__Work to complete__: A line qualifies if it holds the string "proj". Copy every qualifying line from the records.

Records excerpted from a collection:
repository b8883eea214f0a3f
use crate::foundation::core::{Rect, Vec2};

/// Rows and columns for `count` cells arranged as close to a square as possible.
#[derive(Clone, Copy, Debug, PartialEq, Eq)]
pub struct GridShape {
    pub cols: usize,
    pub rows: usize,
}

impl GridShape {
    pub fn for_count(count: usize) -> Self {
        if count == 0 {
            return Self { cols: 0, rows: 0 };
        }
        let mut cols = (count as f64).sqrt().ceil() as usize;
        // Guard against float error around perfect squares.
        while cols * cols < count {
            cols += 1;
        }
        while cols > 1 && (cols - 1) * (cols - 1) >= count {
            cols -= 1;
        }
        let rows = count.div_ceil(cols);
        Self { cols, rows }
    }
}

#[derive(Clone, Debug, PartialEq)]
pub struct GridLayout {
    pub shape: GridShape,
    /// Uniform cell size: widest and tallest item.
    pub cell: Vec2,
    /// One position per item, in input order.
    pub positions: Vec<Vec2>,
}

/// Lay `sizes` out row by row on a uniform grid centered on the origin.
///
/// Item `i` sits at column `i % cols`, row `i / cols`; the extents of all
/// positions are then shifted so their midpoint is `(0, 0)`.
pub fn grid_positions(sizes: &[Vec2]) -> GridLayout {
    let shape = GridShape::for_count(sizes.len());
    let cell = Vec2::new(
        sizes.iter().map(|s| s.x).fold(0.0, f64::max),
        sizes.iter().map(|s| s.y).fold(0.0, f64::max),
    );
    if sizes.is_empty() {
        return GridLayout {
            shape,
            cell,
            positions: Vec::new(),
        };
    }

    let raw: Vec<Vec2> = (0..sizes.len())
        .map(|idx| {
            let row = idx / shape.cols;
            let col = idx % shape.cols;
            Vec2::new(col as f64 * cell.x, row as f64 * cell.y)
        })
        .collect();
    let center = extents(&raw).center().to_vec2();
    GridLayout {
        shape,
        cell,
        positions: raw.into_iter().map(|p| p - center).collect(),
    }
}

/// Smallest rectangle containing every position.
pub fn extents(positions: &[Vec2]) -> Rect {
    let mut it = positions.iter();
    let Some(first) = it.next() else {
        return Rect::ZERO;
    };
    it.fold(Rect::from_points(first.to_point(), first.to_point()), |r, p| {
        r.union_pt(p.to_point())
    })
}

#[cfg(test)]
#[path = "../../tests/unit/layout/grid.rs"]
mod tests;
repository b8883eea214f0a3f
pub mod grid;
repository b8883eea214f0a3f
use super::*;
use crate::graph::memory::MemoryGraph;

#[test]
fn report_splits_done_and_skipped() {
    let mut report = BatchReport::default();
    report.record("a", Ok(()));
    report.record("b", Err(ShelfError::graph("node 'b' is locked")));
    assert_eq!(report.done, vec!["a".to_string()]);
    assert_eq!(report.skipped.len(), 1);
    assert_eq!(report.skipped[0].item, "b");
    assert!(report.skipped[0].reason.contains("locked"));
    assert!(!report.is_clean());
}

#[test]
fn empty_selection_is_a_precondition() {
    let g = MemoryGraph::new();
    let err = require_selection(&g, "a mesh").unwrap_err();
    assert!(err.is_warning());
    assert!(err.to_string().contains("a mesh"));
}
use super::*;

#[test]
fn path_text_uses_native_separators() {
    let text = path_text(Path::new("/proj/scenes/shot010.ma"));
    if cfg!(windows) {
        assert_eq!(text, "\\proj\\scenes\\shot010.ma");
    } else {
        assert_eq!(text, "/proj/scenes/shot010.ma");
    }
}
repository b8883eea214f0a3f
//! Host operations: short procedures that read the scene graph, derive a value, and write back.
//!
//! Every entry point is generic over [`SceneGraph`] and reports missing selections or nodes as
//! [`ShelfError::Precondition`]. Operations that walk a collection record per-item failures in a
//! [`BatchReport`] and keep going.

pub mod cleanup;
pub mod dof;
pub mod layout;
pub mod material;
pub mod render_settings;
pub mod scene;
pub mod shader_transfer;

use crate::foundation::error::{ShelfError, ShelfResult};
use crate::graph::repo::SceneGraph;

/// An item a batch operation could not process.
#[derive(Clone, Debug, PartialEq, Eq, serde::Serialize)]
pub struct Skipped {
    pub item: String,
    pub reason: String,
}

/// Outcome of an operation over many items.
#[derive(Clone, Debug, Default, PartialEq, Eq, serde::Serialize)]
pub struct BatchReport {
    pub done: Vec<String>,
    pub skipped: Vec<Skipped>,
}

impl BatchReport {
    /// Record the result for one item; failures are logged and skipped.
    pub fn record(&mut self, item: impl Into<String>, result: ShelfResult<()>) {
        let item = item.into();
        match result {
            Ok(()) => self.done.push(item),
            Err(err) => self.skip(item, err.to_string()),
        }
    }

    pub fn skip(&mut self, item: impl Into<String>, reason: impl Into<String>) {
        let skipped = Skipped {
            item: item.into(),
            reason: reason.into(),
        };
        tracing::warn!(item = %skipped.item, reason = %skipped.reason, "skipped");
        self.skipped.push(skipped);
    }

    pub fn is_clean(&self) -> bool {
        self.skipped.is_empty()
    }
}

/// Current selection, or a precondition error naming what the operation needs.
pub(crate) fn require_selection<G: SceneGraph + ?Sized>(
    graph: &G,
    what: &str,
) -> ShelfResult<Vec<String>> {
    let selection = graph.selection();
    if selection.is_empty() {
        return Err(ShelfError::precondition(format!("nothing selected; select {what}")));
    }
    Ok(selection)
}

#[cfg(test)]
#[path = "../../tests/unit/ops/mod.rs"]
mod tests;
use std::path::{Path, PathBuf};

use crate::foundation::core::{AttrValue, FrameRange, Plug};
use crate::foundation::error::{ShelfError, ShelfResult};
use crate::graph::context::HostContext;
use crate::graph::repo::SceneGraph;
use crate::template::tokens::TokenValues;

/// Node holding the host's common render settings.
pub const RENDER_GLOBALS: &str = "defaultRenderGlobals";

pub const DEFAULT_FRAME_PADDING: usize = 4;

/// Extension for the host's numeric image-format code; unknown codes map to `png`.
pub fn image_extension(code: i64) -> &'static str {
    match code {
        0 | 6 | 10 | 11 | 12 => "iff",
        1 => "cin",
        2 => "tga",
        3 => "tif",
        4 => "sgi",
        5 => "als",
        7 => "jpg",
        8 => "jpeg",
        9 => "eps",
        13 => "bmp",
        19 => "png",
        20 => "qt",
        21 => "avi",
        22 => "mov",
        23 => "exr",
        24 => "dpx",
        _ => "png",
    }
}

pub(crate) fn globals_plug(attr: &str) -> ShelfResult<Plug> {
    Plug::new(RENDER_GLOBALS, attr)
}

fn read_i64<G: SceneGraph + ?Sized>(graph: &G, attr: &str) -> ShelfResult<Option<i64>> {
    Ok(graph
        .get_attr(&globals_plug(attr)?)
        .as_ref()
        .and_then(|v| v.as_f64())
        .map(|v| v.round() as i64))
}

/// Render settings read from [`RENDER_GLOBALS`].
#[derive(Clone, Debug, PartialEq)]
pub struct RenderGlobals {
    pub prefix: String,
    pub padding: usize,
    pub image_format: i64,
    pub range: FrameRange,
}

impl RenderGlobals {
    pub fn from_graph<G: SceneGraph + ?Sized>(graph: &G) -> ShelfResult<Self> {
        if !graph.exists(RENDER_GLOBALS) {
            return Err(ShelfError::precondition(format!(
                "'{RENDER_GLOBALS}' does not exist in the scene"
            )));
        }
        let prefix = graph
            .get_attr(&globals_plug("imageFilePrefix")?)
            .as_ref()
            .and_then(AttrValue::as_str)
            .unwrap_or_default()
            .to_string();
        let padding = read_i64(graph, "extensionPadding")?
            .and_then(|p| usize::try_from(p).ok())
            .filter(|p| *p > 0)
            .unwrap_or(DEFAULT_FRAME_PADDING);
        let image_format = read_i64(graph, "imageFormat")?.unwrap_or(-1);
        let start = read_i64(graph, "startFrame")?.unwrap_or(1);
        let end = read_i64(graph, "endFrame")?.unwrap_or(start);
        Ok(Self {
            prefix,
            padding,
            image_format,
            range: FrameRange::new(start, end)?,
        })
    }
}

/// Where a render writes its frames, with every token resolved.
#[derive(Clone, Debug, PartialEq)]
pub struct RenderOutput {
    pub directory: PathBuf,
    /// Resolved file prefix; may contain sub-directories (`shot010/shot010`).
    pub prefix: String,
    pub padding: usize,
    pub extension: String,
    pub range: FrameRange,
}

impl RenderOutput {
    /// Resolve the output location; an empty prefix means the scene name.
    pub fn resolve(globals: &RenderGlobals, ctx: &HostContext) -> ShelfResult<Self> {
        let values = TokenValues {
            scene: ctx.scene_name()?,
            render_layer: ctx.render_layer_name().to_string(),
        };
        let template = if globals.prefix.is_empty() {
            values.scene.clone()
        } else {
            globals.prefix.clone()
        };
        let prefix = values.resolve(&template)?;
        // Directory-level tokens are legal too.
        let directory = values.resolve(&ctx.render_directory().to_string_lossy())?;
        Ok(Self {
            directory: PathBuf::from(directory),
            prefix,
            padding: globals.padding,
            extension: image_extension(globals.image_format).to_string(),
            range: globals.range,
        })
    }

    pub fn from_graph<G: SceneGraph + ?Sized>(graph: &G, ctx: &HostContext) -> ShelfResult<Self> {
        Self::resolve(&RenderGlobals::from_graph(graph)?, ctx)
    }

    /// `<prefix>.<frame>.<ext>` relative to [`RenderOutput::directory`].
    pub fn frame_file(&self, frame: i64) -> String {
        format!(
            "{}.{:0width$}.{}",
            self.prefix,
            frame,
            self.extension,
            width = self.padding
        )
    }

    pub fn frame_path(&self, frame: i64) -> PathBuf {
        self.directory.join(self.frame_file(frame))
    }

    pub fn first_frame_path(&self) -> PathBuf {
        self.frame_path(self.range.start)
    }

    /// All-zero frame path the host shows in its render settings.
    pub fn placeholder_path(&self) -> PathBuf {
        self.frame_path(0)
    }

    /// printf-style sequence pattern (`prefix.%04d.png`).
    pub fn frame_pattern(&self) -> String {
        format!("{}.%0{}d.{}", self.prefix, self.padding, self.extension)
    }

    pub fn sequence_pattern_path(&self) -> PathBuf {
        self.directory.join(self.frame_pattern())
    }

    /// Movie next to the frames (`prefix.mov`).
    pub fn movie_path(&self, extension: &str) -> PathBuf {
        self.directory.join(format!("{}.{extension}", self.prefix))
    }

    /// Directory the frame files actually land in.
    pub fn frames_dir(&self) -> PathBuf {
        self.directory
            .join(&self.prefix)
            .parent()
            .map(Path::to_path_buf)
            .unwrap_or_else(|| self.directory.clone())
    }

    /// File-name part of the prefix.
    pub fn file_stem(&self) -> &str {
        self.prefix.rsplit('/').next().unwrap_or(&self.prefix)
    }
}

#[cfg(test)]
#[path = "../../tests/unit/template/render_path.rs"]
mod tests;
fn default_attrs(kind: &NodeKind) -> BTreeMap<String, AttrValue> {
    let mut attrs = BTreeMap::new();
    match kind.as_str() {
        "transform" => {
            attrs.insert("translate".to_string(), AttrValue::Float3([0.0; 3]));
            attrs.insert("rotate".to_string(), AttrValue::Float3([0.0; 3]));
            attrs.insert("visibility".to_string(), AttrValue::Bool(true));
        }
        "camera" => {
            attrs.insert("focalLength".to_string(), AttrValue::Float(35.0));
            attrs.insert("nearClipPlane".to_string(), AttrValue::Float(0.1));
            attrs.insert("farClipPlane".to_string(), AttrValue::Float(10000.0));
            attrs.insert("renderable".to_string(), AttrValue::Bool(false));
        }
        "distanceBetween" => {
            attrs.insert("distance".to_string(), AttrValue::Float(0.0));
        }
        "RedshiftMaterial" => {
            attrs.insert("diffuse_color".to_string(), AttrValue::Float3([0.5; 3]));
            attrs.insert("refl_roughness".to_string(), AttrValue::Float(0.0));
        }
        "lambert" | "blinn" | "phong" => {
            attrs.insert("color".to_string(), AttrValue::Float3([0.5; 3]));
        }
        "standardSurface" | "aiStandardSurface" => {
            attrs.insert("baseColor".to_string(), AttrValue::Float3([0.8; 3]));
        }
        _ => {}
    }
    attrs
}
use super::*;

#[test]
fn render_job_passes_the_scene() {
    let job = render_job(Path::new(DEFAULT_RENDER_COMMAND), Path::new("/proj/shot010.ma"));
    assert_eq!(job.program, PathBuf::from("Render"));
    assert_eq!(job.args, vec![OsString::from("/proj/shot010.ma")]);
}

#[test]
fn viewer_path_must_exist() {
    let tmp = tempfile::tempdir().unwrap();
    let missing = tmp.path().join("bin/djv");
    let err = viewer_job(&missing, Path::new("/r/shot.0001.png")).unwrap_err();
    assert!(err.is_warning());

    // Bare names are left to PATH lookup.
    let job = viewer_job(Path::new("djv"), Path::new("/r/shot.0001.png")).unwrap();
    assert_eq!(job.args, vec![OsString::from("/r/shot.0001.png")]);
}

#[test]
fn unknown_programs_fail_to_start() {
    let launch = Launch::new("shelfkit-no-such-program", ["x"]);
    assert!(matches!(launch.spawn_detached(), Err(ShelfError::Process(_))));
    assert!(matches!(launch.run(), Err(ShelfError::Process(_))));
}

__Answer section__:
    let text = path_text(Path::new("/proj/scenes/shot010.ma"));
        assert_eq!(text, "\\proj\\scenes\\shot010.ma");
        assert_eq!(text, "/proj/scenes/shot010.ma");
    let job = render_job(Path::new(DEFAULT_RENDER_COMMAND), Path::new("/proj/shot010.ma"));
    assert_eq!(job.args, vec![OsString::from("/proj/shot010.ma")]);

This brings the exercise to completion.